DATA RECORDS:
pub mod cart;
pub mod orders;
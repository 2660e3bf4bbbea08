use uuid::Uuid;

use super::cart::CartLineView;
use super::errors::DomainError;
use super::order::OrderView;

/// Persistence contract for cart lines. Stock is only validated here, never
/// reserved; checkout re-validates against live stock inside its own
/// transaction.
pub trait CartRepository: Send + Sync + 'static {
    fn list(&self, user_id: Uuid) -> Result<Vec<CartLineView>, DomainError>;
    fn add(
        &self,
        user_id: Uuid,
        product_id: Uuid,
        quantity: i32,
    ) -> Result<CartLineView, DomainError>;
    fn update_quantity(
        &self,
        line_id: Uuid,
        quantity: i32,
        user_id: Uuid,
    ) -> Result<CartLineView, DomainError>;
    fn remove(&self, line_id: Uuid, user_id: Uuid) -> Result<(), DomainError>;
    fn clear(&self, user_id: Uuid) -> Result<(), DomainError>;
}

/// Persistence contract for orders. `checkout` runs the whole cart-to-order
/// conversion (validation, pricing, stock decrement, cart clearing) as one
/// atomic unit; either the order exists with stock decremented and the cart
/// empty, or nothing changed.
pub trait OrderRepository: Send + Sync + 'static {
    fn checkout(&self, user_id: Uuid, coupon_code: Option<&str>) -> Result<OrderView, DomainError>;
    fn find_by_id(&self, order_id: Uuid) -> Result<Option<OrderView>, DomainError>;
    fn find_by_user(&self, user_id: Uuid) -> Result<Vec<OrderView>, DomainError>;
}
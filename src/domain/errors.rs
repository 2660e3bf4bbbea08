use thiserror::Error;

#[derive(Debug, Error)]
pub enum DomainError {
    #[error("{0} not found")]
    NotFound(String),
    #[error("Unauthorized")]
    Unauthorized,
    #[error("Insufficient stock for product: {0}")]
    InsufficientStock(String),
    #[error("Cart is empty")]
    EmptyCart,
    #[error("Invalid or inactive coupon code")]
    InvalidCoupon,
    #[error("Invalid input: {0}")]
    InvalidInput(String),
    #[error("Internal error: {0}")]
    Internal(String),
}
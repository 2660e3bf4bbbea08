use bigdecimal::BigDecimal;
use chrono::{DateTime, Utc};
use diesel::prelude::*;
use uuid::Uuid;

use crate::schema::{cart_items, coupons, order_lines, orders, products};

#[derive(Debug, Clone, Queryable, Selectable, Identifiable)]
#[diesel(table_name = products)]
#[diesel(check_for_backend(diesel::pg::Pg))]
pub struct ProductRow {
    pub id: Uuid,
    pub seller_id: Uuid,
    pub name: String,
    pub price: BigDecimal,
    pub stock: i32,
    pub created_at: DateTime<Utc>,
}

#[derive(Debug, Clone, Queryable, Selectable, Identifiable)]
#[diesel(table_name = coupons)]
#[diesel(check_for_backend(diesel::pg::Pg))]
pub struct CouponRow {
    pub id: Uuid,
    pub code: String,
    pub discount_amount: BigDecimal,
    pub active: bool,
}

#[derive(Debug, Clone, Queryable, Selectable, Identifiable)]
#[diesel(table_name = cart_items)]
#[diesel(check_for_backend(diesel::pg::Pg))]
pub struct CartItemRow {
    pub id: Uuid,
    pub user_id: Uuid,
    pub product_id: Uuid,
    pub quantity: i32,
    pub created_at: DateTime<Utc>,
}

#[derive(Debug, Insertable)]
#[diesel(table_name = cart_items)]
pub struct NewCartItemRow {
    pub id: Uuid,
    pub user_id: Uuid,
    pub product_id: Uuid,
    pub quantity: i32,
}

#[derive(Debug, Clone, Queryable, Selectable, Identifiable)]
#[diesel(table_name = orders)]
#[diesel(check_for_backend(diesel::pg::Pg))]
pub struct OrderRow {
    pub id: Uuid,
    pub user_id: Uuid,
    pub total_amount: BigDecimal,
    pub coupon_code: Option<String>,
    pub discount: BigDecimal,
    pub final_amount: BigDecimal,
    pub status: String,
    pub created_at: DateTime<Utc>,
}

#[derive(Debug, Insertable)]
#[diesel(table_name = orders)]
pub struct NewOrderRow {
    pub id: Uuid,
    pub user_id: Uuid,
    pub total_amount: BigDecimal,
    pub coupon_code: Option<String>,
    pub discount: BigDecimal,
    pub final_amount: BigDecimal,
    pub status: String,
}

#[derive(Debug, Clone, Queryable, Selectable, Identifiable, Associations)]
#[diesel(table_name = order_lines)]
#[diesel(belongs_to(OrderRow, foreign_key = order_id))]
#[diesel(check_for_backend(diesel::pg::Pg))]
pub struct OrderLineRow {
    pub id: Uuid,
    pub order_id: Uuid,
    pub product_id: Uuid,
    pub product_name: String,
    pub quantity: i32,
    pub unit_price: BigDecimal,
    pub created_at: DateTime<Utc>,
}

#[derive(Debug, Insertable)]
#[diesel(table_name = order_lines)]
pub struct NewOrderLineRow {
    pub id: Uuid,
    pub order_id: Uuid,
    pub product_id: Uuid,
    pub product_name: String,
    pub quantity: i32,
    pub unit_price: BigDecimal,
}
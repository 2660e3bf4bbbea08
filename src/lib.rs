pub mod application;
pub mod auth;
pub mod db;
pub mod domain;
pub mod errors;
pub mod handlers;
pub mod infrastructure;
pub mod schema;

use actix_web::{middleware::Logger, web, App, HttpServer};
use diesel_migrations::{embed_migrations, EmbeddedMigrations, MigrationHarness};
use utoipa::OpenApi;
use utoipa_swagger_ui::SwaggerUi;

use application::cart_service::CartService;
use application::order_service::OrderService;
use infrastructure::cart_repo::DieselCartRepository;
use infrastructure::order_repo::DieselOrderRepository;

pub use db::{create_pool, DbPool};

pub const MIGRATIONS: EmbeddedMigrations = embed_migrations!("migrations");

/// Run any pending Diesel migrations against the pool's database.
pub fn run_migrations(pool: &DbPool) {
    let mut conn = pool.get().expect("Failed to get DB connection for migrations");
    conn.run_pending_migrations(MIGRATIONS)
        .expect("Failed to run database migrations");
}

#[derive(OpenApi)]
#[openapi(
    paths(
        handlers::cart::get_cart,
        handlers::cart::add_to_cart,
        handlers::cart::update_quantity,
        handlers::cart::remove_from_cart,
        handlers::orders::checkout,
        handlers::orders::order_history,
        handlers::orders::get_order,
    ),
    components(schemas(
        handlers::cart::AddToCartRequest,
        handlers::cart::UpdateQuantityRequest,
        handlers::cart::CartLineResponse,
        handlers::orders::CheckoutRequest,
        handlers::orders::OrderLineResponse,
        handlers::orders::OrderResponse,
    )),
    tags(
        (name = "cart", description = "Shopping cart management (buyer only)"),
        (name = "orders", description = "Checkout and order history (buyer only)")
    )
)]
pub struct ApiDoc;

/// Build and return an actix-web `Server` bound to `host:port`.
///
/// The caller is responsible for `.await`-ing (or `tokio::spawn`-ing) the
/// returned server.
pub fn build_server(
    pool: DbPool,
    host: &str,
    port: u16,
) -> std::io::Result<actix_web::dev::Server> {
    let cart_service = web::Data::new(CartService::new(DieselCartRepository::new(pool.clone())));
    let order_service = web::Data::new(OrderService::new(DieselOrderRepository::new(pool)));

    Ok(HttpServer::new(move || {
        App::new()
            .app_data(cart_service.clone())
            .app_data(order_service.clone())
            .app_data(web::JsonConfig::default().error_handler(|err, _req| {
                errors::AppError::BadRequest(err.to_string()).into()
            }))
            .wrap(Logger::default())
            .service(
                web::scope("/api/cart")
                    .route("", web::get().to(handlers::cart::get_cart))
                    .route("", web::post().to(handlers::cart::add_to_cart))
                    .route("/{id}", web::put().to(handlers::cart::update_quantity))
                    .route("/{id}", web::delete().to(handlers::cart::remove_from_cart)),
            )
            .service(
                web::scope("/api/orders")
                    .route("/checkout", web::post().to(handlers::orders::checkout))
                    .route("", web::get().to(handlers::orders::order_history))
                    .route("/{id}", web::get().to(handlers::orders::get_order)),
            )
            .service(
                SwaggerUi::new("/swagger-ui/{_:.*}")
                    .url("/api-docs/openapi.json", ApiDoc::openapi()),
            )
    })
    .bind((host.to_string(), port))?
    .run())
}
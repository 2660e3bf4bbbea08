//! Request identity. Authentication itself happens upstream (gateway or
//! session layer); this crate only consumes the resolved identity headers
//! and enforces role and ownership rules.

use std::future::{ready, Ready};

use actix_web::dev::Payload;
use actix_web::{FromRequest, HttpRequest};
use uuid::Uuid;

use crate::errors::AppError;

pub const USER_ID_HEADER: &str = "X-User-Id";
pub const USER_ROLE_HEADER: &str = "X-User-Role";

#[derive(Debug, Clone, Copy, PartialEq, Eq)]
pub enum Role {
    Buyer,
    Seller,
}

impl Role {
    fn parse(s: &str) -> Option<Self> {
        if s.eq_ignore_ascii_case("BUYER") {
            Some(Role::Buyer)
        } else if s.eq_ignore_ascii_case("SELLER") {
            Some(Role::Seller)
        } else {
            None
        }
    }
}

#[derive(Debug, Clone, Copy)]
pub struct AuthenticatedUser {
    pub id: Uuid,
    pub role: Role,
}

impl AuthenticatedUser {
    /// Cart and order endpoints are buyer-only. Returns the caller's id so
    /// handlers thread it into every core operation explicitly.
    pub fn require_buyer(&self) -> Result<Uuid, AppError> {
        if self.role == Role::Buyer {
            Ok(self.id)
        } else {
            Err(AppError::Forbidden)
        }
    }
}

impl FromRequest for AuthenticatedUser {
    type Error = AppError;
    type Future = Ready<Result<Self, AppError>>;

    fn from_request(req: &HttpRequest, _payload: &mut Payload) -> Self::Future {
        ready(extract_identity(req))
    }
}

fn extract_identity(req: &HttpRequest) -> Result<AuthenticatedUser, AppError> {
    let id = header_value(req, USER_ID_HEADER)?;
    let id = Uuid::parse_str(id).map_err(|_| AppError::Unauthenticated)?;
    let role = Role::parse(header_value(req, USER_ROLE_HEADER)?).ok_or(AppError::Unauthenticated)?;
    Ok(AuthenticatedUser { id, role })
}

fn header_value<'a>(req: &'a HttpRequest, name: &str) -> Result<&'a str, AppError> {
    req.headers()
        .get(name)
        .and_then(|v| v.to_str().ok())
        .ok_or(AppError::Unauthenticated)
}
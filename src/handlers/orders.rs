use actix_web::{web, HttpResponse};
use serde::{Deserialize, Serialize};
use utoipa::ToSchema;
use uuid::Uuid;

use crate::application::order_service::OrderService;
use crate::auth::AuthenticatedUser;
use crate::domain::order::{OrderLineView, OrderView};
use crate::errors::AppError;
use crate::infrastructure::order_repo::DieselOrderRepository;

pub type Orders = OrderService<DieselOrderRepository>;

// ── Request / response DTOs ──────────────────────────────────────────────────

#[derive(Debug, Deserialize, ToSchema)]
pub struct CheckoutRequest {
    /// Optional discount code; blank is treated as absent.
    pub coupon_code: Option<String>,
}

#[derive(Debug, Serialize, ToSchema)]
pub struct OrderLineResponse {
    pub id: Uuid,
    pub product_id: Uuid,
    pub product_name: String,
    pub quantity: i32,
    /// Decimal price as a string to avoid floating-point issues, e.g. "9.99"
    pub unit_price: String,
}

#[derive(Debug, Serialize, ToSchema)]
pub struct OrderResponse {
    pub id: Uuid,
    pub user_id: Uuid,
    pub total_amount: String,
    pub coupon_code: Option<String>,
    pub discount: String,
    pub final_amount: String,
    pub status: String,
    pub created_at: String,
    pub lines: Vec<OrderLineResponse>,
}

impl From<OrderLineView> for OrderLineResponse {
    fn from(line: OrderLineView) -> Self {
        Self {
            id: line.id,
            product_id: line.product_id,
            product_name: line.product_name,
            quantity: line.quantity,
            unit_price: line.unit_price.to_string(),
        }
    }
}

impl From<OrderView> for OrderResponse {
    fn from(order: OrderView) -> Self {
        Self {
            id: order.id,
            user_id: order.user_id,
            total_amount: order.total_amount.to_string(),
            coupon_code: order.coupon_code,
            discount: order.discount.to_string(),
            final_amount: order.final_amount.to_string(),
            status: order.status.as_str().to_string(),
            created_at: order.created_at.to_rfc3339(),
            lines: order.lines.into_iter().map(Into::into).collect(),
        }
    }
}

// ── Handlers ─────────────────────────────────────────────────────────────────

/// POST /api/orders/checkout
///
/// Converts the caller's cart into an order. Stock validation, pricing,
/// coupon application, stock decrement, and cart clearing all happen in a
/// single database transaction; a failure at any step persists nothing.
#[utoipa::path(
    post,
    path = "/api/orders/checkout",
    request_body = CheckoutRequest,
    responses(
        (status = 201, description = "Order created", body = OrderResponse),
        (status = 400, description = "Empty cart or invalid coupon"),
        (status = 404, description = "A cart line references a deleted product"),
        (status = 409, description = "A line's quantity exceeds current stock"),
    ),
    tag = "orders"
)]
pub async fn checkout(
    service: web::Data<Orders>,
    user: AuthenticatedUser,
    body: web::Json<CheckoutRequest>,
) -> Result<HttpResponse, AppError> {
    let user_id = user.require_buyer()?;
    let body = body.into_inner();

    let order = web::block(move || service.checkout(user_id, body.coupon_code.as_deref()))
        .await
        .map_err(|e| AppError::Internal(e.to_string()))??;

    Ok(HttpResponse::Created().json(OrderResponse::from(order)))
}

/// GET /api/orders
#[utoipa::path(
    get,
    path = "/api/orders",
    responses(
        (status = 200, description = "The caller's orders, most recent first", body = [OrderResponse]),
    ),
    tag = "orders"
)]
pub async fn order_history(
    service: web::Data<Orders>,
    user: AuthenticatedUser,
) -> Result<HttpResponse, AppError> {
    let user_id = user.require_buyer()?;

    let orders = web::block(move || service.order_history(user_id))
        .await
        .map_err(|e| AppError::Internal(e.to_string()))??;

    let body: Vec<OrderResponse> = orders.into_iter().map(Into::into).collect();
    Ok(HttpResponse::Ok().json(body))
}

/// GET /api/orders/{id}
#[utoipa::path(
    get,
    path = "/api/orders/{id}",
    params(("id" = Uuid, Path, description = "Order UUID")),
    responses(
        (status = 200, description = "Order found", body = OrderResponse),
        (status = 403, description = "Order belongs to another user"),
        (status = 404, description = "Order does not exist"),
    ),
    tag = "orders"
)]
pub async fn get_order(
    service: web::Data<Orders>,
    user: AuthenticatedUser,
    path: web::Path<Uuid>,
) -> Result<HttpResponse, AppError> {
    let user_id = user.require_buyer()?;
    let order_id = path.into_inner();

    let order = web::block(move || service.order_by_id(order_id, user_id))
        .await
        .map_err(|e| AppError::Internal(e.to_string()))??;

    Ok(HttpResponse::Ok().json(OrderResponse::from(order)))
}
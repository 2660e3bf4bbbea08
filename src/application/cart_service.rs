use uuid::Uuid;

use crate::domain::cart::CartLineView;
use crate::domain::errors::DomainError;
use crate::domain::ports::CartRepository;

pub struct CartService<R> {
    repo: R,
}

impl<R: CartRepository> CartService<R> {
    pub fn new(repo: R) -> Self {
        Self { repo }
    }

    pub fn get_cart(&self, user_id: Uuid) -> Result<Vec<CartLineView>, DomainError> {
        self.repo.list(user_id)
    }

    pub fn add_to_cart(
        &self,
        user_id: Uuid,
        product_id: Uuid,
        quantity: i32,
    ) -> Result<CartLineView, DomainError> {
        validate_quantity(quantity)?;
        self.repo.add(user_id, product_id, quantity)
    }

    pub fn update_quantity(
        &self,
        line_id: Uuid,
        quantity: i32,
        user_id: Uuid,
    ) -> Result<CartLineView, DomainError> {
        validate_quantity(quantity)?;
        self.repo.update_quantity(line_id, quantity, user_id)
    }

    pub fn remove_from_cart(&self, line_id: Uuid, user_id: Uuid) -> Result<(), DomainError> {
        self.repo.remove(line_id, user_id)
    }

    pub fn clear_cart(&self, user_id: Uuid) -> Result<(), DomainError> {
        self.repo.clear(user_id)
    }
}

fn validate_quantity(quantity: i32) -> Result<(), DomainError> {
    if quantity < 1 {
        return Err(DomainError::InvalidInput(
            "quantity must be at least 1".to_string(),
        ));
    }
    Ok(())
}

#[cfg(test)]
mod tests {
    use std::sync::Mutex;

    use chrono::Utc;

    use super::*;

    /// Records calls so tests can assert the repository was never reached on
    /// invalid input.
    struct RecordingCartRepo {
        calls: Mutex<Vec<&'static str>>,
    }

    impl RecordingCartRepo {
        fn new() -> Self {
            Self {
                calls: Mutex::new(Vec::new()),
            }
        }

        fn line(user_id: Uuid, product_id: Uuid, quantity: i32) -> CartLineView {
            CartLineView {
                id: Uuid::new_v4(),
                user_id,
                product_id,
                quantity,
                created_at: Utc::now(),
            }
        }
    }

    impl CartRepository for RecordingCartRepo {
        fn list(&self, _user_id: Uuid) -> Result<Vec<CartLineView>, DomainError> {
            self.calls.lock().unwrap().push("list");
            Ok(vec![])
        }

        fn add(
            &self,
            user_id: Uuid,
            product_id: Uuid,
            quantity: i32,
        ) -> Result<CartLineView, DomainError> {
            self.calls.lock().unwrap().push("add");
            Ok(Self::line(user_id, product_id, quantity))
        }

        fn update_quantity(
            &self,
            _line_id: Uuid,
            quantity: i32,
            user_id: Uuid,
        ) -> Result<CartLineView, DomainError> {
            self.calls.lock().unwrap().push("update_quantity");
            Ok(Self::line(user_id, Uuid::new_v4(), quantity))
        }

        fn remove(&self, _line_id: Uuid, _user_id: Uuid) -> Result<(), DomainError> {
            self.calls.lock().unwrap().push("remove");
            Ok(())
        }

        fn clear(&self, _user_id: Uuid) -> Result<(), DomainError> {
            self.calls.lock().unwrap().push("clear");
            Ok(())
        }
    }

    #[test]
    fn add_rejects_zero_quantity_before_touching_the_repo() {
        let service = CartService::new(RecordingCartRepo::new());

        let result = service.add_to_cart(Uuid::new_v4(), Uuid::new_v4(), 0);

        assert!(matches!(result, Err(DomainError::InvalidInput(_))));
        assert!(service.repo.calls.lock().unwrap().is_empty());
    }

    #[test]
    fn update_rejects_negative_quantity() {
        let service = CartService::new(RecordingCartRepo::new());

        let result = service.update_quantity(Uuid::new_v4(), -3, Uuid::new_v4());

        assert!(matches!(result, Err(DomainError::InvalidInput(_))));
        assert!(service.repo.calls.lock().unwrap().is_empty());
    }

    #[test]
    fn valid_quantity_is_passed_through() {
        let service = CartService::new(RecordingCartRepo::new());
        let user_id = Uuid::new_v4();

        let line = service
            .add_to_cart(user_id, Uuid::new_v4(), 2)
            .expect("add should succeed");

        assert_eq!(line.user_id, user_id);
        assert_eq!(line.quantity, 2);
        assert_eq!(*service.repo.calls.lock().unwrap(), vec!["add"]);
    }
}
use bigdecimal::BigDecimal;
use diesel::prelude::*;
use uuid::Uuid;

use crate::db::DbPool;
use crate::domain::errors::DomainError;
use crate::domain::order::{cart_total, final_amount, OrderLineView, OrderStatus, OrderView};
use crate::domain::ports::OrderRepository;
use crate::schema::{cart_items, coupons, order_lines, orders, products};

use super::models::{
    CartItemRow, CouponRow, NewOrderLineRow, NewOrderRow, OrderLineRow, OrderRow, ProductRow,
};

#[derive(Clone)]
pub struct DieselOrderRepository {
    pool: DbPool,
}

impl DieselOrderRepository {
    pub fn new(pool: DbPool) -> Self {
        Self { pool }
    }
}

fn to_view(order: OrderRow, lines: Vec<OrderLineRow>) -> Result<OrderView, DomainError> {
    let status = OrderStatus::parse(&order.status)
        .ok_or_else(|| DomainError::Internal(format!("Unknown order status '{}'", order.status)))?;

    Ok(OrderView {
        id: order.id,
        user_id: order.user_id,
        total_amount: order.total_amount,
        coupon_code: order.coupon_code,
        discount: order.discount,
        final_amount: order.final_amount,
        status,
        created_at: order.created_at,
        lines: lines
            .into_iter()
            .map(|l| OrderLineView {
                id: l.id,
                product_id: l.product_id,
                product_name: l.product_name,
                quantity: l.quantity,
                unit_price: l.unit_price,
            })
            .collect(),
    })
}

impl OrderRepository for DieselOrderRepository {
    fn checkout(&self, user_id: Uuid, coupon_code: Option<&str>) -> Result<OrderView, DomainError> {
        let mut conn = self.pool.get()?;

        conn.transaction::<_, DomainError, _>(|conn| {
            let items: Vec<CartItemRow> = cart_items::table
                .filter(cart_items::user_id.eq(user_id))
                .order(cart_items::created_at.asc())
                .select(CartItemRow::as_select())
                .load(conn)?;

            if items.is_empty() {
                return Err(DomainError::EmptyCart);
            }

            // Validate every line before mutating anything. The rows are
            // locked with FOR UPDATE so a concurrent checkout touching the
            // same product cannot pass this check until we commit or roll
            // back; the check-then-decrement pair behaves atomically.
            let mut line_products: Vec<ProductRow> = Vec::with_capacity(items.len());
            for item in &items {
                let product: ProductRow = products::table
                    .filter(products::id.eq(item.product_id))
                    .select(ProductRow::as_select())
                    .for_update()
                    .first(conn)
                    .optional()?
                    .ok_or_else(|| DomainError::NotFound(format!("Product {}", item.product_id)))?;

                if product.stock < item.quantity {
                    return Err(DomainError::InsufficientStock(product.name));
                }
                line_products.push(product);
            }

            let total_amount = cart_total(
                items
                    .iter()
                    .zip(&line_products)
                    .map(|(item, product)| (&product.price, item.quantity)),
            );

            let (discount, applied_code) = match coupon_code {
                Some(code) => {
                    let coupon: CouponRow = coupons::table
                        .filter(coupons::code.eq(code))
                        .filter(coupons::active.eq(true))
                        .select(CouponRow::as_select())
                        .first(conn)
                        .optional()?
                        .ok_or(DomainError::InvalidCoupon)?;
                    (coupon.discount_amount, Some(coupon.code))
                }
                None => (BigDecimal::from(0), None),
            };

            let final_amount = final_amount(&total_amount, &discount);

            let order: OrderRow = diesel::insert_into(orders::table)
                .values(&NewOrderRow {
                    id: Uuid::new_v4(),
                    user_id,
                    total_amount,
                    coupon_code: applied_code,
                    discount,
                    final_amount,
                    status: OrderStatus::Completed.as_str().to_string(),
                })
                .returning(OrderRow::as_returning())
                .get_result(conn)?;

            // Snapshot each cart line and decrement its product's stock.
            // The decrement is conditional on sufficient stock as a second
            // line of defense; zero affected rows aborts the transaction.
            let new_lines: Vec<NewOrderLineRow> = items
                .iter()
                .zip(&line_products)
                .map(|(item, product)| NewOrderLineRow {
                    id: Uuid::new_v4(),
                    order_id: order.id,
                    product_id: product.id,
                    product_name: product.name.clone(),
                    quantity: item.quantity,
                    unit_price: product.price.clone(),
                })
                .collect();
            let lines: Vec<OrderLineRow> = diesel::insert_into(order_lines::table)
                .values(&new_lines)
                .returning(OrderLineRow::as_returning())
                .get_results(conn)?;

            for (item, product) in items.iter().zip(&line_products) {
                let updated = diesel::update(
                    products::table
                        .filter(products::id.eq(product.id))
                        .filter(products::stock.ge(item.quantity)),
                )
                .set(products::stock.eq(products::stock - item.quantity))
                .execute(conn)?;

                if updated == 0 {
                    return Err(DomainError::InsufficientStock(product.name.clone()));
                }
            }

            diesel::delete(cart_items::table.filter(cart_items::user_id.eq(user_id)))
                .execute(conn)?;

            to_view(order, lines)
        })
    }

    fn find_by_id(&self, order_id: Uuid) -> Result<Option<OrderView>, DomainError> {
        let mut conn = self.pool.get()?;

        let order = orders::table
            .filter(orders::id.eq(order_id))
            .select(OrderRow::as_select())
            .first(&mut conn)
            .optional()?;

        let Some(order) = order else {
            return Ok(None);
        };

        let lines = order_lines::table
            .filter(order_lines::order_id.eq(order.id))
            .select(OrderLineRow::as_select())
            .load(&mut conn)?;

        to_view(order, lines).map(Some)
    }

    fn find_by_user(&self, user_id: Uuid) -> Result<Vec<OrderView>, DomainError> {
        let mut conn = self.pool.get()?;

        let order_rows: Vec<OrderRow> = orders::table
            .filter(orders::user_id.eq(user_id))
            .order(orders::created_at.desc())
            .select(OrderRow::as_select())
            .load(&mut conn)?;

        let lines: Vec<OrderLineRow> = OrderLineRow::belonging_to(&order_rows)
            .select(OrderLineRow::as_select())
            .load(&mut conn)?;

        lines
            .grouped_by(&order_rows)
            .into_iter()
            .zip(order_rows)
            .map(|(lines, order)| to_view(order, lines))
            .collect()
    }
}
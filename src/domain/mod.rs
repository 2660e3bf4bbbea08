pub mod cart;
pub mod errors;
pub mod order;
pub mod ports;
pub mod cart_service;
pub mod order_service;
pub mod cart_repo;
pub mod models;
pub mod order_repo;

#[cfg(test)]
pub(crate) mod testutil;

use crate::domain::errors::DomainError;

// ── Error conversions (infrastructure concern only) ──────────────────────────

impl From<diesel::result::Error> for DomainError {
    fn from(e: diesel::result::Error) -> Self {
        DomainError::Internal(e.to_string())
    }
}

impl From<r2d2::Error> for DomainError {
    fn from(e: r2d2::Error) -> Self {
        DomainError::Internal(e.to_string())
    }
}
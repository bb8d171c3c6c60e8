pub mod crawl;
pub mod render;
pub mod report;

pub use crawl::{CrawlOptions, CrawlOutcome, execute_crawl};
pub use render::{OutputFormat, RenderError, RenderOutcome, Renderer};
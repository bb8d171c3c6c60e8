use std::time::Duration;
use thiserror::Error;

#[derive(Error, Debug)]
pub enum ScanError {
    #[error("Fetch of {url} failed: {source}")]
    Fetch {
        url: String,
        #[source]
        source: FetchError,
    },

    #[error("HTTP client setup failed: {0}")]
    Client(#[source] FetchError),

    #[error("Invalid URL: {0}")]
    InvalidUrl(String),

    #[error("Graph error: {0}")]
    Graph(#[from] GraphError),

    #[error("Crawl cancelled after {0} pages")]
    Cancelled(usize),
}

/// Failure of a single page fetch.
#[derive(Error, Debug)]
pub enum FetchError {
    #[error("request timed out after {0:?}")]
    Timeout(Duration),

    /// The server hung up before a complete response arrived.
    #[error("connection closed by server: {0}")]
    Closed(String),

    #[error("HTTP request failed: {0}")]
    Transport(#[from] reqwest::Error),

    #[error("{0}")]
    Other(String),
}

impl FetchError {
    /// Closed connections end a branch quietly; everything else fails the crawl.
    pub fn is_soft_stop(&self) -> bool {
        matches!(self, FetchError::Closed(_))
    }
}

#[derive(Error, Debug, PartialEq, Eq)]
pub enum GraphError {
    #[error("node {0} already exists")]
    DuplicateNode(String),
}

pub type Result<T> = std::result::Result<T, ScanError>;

ACTION ITEM: Please reply with an exact copy of the lines above, starting at the first and ending at the line that holds "validated here, never".

YOUR RESPONSE:
pub mod cart;
pub mod orders;
repository 2660e3bf4bbbea08
use uuid::Uuid;

use super::cart::CartLineView;
use super::errors::DomainError;
use super::order::OrderView;

/// Persistence contract for cart lines. Stock is only validated here, never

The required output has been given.